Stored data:

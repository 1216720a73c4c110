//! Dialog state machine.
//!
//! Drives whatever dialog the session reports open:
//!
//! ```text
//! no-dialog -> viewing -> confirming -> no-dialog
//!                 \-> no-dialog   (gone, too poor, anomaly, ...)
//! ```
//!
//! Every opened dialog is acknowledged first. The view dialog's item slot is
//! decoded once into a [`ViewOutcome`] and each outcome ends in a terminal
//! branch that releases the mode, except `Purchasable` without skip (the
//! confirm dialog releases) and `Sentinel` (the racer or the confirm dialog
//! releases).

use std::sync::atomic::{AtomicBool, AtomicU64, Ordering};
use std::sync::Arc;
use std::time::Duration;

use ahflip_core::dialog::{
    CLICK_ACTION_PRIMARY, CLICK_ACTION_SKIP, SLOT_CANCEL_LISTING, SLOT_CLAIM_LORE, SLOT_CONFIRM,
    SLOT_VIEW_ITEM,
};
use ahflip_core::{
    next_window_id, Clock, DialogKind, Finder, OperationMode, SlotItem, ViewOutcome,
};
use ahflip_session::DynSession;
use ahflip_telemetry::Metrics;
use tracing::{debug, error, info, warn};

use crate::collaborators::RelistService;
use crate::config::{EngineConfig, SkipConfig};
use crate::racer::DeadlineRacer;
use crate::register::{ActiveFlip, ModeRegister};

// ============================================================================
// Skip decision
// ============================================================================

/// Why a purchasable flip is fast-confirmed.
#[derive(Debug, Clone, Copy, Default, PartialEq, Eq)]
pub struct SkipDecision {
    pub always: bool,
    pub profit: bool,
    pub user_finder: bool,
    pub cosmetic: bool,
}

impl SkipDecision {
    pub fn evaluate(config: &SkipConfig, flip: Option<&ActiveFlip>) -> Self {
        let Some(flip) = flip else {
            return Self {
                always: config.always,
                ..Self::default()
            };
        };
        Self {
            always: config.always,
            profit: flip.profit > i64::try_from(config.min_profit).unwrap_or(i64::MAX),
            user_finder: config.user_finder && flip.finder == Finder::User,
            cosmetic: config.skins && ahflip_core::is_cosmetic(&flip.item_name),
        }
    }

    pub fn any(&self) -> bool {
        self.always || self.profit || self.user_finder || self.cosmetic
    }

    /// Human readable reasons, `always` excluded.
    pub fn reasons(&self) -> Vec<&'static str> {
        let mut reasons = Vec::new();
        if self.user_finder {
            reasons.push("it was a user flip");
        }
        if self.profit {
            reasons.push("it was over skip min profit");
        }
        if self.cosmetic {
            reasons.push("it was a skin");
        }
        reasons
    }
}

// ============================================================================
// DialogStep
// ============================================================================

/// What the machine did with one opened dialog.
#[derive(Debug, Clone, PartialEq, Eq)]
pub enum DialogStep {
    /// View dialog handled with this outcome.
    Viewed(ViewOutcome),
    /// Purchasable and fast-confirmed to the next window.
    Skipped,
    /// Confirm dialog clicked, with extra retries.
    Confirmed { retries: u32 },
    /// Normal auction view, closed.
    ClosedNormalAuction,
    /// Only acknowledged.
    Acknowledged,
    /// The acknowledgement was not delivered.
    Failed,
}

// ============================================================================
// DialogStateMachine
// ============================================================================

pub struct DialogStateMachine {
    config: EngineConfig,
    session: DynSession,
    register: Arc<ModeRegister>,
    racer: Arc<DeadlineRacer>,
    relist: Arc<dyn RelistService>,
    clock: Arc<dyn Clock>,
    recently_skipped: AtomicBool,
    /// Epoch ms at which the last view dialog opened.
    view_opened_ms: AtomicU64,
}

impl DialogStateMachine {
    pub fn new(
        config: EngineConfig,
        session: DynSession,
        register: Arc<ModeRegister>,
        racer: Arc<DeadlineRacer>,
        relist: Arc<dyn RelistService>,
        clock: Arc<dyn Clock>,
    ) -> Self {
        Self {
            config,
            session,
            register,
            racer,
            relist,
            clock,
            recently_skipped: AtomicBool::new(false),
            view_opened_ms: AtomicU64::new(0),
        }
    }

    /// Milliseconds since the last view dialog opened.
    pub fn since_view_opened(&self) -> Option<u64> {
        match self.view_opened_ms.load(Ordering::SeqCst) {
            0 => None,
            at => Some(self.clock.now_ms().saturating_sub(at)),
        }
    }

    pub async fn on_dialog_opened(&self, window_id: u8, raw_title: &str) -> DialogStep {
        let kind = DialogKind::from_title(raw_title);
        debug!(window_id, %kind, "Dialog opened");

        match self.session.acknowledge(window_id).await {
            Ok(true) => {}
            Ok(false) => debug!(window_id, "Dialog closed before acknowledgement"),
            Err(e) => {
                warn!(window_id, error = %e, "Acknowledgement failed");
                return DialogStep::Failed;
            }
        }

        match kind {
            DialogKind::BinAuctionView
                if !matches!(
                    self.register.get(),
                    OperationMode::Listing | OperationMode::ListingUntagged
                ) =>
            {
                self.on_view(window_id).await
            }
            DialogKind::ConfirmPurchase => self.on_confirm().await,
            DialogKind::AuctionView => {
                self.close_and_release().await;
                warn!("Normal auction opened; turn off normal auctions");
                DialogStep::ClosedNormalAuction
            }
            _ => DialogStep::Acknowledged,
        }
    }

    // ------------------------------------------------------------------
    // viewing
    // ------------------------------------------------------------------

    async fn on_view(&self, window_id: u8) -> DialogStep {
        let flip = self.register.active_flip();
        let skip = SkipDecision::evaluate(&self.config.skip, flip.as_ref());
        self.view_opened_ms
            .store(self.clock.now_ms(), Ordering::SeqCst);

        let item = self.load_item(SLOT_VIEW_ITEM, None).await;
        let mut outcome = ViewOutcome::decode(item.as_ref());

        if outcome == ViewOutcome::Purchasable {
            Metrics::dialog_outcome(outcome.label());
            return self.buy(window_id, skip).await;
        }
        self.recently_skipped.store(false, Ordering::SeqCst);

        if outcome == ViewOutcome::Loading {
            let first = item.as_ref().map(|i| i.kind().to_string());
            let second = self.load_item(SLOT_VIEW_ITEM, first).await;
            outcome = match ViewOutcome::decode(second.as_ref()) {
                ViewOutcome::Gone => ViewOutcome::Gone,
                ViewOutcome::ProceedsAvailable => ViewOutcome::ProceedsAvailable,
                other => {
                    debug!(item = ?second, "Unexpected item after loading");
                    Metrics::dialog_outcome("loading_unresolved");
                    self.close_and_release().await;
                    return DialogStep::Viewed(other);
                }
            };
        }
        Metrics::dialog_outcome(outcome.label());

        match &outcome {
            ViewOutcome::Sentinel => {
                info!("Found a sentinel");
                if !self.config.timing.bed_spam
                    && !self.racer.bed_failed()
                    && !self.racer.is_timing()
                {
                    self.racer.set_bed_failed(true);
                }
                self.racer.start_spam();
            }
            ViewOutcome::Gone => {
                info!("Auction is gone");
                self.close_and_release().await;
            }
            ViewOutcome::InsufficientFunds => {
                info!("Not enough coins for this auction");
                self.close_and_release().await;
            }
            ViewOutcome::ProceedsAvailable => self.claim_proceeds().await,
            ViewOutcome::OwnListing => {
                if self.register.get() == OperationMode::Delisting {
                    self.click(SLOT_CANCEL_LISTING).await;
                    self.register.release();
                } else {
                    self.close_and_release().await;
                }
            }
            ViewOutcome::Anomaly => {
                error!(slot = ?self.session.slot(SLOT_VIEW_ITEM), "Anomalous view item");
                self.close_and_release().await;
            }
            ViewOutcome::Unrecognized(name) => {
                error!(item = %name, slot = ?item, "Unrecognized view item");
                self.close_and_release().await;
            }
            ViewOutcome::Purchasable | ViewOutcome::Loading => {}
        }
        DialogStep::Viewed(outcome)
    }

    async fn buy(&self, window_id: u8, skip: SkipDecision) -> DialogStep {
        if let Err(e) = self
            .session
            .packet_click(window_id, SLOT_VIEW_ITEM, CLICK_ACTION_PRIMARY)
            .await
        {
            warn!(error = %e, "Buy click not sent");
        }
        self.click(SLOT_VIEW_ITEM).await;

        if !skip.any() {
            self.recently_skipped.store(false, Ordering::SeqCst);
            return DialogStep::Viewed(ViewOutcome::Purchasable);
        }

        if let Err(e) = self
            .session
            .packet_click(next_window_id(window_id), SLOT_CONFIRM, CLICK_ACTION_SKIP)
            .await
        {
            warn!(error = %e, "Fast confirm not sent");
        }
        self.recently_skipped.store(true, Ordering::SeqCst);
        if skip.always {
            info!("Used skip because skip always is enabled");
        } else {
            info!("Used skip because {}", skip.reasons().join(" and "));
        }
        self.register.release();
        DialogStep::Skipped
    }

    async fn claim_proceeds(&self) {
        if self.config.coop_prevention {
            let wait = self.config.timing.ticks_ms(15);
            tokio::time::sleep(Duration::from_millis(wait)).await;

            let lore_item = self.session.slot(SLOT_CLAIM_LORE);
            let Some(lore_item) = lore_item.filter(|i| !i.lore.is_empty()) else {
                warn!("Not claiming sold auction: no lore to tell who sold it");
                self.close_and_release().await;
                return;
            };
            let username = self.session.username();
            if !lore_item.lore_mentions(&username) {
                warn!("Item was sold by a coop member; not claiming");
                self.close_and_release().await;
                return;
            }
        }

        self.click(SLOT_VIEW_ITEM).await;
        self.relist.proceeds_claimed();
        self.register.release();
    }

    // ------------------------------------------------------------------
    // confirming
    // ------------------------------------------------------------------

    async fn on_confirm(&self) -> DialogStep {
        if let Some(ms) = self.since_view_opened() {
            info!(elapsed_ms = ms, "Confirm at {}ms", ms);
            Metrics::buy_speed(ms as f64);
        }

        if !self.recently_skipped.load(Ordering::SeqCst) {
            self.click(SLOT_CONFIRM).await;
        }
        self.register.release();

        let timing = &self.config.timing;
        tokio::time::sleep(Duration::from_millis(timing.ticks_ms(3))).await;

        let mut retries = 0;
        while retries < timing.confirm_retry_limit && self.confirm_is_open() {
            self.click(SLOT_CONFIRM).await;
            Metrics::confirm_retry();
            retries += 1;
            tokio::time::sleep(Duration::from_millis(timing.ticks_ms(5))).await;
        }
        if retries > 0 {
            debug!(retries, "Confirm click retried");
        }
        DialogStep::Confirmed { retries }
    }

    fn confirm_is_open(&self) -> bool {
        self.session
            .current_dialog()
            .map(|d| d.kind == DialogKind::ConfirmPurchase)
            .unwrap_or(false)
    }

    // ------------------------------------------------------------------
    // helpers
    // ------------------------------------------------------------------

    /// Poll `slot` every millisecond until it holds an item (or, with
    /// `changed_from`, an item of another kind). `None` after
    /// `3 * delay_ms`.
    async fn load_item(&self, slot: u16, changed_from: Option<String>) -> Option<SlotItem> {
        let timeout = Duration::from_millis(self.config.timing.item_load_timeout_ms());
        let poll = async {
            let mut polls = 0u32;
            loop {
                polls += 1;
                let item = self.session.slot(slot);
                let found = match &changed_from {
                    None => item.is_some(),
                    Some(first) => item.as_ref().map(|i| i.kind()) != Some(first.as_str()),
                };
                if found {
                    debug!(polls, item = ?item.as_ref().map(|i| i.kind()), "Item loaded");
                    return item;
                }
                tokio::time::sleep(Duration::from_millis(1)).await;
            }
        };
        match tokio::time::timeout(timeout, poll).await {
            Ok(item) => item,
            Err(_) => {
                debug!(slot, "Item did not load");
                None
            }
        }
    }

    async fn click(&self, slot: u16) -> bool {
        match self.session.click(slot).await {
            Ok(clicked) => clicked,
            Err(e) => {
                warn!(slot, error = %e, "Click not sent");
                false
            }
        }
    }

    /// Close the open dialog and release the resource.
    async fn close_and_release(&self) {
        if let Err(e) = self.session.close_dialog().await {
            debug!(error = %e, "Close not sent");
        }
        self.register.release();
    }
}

» **TASK BRIEF**:
Reproduce every line from the entries that holds the word "ClosedNormalAuction".

» **ANSWER FOR THE TASK**:
    ClosedNormalAuction,
                DialogStep::ClosedNormalAuction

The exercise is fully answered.